| DESCRIPTION OF THE TASK |
Find the line containing "repository 2862bfe4576fbbd7" in the records below. Copy exactly that line and each one after it, ending at the line containing "for row in rows", and nothing more.
*** Opening of DATASET EXTRACT ***
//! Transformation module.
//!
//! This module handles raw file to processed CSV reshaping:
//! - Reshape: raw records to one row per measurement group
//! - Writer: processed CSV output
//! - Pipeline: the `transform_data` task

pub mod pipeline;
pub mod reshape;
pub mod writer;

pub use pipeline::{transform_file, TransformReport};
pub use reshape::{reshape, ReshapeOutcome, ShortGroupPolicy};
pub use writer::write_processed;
*** Close of DATASET EXTRACT ***
*** Opening of DATASET EXTRACT ***
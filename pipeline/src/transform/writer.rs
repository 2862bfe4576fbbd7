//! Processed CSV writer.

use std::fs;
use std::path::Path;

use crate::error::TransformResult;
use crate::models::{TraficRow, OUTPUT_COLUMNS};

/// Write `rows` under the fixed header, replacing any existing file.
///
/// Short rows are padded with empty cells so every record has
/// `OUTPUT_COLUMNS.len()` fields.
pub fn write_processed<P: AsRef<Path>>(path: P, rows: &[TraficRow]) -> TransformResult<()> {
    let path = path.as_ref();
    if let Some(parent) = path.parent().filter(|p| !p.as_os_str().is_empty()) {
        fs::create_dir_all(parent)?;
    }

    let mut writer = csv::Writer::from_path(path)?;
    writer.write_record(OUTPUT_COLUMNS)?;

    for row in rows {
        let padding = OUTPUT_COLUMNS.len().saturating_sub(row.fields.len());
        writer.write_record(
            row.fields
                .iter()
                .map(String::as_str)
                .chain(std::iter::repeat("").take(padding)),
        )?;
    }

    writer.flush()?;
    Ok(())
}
*** Close of DATASET EXTRACT ***
*** Opening of DATASET EXTRACT ***
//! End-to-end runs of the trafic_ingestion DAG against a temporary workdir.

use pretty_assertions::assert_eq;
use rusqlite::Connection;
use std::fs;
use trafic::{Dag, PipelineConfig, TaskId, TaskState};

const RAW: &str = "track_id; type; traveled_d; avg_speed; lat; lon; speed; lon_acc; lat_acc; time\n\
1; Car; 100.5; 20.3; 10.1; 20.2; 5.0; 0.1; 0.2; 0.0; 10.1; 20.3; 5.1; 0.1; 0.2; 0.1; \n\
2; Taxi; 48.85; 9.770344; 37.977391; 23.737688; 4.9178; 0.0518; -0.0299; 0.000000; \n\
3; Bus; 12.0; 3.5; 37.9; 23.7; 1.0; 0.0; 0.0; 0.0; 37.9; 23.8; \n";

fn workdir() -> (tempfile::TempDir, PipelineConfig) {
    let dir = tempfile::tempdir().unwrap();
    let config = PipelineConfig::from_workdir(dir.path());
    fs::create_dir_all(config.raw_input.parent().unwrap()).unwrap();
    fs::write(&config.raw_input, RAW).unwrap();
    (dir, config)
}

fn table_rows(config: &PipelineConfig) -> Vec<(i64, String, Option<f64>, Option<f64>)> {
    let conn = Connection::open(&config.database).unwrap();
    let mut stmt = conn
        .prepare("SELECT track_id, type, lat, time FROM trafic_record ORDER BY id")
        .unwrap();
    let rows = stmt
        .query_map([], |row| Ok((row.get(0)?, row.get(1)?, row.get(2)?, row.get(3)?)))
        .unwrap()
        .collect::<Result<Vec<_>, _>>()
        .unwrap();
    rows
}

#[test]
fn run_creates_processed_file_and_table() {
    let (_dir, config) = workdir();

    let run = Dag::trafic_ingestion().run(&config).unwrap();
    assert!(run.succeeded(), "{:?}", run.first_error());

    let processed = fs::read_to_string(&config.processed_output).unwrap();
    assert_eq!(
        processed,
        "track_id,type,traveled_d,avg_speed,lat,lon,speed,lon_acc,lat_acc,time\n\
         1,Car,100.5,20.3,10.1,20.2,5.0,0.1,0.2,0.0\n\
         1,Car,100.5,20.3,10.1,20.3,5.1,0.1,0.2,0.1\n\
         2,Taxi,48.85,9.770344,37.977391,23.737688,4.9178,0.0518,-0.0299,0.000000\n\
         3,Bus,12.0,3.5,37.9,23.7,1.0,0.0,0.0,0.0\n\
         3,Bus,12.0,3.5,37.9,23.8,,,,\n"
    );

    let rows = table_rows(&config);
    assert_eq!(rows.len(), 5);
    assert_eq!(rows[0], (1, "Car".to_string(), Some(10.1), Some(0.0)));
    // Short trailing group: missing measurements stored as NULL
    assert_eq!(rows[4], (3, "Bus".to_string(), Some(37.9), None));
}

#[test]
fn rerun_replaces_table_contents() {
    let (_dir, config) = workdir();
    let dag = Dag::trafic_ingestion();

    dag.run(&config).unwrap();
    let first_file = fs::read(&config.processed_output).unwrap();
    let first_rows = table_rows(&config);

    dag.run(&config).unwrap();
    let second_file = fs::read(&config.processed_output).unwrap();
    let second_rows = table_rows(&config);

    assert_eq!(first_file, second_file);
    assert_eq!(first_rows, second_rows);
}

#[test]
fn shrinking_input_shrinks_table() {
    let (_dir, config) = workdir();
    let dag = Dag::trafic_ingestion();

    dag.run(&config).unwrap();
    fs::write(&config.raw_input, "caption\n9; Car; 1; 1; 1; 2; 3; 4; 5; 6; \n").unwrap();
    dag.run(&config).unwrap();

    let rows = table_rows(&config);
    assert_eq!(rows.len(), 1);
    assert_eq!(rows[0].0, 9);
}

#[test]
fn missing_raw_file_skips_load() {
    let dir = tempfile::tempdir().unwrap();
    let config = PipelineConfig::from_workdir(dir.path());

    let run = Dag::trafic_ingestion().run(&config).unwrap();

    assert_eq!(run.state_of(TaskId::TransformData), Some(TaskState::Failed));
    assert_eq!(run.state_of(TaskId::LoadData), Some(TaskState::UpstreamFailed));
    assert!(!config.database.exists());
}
*** Close of DATASET EXTRACT ***
| WORKED SOLUTION |
repository 2862bfe4576fbbd7
//! Processed CSV writer.

use std::fs;
use std::path::Path;

use crate::error::TransformResult;
use crate::models::{TraficRow, OUTPUT_COLUMNS};

/// Write `rows` under the fixed header, replacing any existing file.
///
/// Short rows are padded with empty cells so every record has
/// `OUTPUT_COLUMNS.len()` fields.
pub fn write_processed<P: AsRef<Path>>(path: P, rows: &[TraficRow]) -> TransformResult<()> {
    let path = path.as_ref();
    if let Some(parent) = path.parent().filter(|p| !p.as_os_str().is_empty()) {
        fs::create_dir_all(parent)?;
    }

    let mut writer = csv::Writer::from_path(path)?;
    writer.write_record(OUTPUT_COLUMNS)?;

    for row in rows {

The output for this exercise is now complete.